— Your task —
Go through the entries and copy every line that has the string "body" in it.

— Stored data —
━━━━
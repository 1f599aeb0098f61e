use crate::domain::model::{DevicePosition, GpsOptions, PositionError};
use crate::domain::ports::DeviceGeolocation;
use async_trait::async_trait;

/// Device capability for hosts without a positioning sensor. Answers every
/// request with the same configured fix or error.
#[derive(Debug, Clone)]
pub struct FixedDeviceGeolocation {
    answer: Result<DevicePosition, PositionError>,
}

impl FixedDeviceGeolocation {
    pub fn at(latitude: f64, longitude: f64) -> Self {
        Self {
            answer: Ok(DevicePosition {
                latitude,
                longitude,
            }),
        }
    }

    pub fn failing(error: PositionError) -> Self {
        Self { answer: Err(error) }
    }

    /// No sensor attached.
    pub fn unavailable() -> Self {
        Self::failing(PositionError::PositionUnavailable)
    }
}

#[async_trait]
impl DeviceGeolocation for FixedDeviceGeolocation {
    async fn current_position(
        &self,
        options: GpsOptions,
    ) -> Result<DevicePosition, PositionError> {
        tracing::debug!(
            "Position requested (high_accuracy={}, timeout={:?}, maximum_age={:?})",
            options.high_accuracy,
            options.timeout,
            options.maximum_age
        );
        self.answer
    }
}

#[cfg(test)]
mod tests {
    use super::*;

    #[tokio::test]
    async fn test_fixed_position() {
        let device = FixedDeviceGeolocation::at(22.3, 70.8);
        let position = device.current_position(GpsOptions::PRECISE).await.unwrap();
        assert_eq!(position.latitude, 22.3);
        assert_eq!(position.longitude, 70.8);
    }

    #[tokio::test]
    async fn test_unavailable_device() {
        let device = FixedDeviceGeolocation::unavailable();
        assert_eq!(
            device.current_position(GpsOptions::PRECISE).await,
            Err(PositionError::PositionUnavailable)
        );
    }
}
━━━━
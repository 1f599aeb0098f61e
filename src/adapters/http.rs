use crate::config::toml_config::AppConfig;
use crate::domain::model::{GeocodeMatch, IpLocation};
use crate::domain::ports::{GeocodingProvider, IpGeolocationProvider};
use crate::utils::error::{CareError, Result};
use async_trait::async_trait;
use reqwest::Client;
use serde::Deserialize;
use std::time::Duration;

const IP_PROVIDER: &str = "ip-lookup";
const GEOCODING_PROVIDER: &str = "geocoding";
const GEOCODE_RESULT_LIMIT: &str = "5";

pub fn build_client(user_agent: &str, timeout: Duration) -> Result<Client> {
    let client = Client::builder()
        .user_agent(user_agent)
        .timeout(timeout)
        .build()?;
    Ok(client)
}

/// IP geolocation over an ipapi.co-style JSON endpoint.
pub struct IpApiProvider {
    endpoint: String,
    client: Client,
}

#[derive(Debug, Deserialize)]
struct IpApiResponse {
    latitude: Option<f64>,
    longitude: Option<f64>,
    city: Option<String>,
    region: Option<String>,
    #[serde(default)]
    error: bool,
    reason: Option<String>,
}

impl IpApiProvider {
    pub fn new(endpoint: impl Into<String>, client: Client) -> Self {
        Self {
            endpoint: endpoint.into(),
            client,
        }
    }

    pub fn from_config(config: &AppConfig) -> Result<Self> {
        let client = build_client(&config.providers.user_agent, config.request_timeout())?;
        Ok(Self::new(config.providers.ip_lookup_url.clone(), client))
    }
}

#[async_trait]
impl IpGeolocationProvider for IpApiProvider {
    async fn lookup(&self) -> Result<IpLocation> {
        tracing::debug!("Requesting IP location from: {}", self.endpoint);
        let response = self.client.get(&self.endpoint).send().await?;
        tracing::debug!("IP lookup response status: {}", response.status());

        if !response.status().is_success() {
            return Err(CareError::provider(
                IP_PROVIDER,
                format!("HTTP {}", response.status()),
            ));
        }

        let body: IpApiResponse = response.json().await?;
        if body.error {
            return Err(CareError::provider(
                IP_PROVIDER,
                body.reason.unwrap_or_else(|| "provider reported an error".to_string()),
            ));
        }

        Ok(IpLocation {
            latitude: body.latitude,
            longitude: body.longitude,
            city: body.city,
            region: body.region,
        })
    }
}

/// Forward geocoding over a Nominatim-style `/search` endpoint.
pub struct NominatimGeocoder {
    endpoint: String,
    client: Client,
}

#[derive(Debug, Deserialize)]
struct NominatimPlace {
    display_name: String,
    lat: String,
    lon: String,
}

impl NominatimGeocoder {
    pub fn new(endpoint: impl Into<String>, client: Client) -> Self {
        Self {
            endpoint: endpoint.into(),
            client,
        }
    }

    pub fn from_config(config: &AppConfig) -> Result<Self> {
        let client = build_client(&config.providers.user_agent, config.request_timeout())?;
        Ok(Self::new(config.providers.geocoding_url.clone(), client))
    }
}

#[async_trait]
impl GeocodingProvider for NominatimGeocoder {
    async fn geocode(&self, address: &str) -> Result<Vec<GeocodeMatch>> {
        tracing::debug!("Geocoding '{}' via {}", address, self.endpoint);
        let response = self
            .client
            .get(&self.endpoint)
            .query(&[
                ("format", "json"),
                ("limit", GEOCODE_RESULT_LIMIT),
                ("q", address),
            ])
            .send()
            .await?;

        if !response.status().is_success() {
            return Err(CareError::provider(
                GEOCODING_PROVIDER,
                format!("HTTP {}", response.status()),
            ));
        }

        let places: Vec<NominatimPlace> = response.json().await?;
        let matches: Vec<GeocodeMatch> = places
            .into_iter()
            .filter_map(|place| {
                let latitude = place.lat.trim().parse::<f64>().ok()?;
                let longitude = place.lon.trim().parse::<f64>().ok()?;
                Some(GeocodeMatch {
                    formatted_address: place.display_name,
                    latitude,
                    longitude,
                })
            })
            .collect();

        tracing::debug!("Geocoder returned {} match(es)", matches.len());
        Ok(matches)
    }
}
━━━━
— Finished task —
        let body: IpApiResponse = response.json().await?;
        if body.error {
                body.reason.unwrap_or_else(|| "provider reported an error".to_string()),
            latitude: body.latitude,
            longitude: body.longitude,
            city: body.city,
            region: body.region,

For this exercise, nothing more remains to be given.